:: Input records ::

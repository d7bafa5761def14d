use std::{env, path::Path, path::PathBuf, time::Duration};

use dirs_next::config_dir;
use indexmap::IndexMap;
use serde::{Deserialize, Serialize};
use specsource_util::expand_tilde;
use tracing::debug;

pub const CONFIG_PATH_ENV: &str = "SPECSOURCE_CONFIG_PATH";
pub const BASE_URL_ENV: &str = "SPECSOURCE_BASE_URL";
pub const API_TOKEN_ENV: &str = "SPECSOURCE_API_TOKEN";

const DEFAULT_TIMEOUT_SECS: u64 = 30;

/// User configuration for reading data sources.
///
/// Every field is optional; command-line flags take precedence over the
/// environment, which takes precedence over the file.
#[derive(Debug, Default, Clone, PartialEq, Eq, Serialize, Deserialize)]
#[serde(default)]
pub struct SpecSourceConfig {
    /// Path of the OpenAPI document describing the resources
    pub spec: Option<String>,
    pub base_url: Option<String>,
    /// Headers sent with every listing request
    pub headers: IndexMap<String, String>,
    pub timeout_secs: Option<u64>,
    /// Endpoint receiving usage counters; telemetry is only logged when unset
    pub telemetry_endpoint: Option<String>,
}

impl SpecSourceConfig {
    /// Loads the configuration from [`default_config_path`].
    pub fn load() -> Self {
        Self::load_from(&default_config_path())
    }

    /// Loads the configuration at `path`. A missing or malformed file yields
    /// the default configuration.
    pub fn load_from(path: &Path) -> Self {
        if let Ok(content) = std::fs::read_to_string(path)
            && let Ok(config) = serde_json::from_str(&content)
        {
            debug!(path = %path.display(), "loaded configuration");
            return config;
        }
        debug!(path = %path.display(), "no usable configuration file; using defaults");
        SpecSourceConfig::default()
    }

    /// Applies `SPECSOURCE_BASE_URL` and `SPECSOURCE_API_TOKEN`.
    ///
    /// The token becomes a bearer `Authorization` header unless one is
    /// already configured.
    pub fn with_env_overrides(mut self) -> Self {
        if let Ok(base_url) = env::var(BASE_URL_ENV)
            && !base_url.trim().is_empty()
        {
            self.base_url = Some(base_url.trim().to_string());
        }

        if let Ok(token) = env::var(API_TOKEN_ENV)
            && !token.trim().is_empty()
        {
            let has_authorization = self
                .headers
                .keys()
                .any(|name| name.eq_ignore_ascii_case("authorization"));
            if !has_authorization {
                self.headers
                    .insert("Authorization".to_string(), format!("Bearer {}", token.trim()));
            }
        }

        self
    }

    pub fn timeout(&self) -> Duration {
        Duration::from_secs(self.timeout_secs.unwrap_or(DEFAULT_TIMEOUT_SECS))
    }
}

/// Get the default path for the configuration file.
pub fn default_config_path() -> PathBuf {
    if let Ok(path) = env::var(CONFIG_PATH_ENV)
        && !path.trim().is_empty()
    {
        return expand_tilde(&path);
    }

    config_dir()
        .unwrap_or_else(|| PathBuf::from("."))
        .join("specsource")
        .join("config.json")
}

:: Task description ::
Repeat only what lies between the first line of the data and the line containing "the configuration from", both of those lines included, exactly as it stands.

:: Answer box ::
repository d7bafa5761def14d
use std::{env, path::Path, path::PathBuf, time::Duration};

use dirs_next::config_dir;
use indexmap::IndexMap;
use serde::{Deserialize, Serialize};
use specsource_util::expand_tilde;
use tracing::debug;

pub const CONFIG_PATH_ENV: &str = "SPECSOURCE_CONFIG_PATH";
pub const BASE_URL_ENV: &str = "SPECSOURCE_BASE_URL";
pub const API_TOKEN_ENV: &str = "SPECSOURCE_API_TOKEN";

const DEFAULT_TIMEOUT_SECS: u64 = 30;

/// User configuration for reading data sources.
///
/// Every field is optional; command-line flags take precedence over the
/// environment, which takes precedence over the file.
#[derive(Debug, Default, Clone, PartialEq, Eq, Serialize, Deserialize)]
#[serde(default)]
pub struct SpecSourceConfig {
    /// Path of the OpenAPI document describing the resources
    pub spec: Option<String>,
    pub base_url: Option<String>,
    /// Headers sent with every listing request
    pub headers: IndexMap<String, String>,
    pub timeout_secs: Option<u64>,
    /// Endpoint receiving usage counters; telemetry is only logged when unset
    pub telemetry_endpoint: Option<String>,
}

impl SpecSourceConfig {
    /// Loads the configuration from [`default_config_path`].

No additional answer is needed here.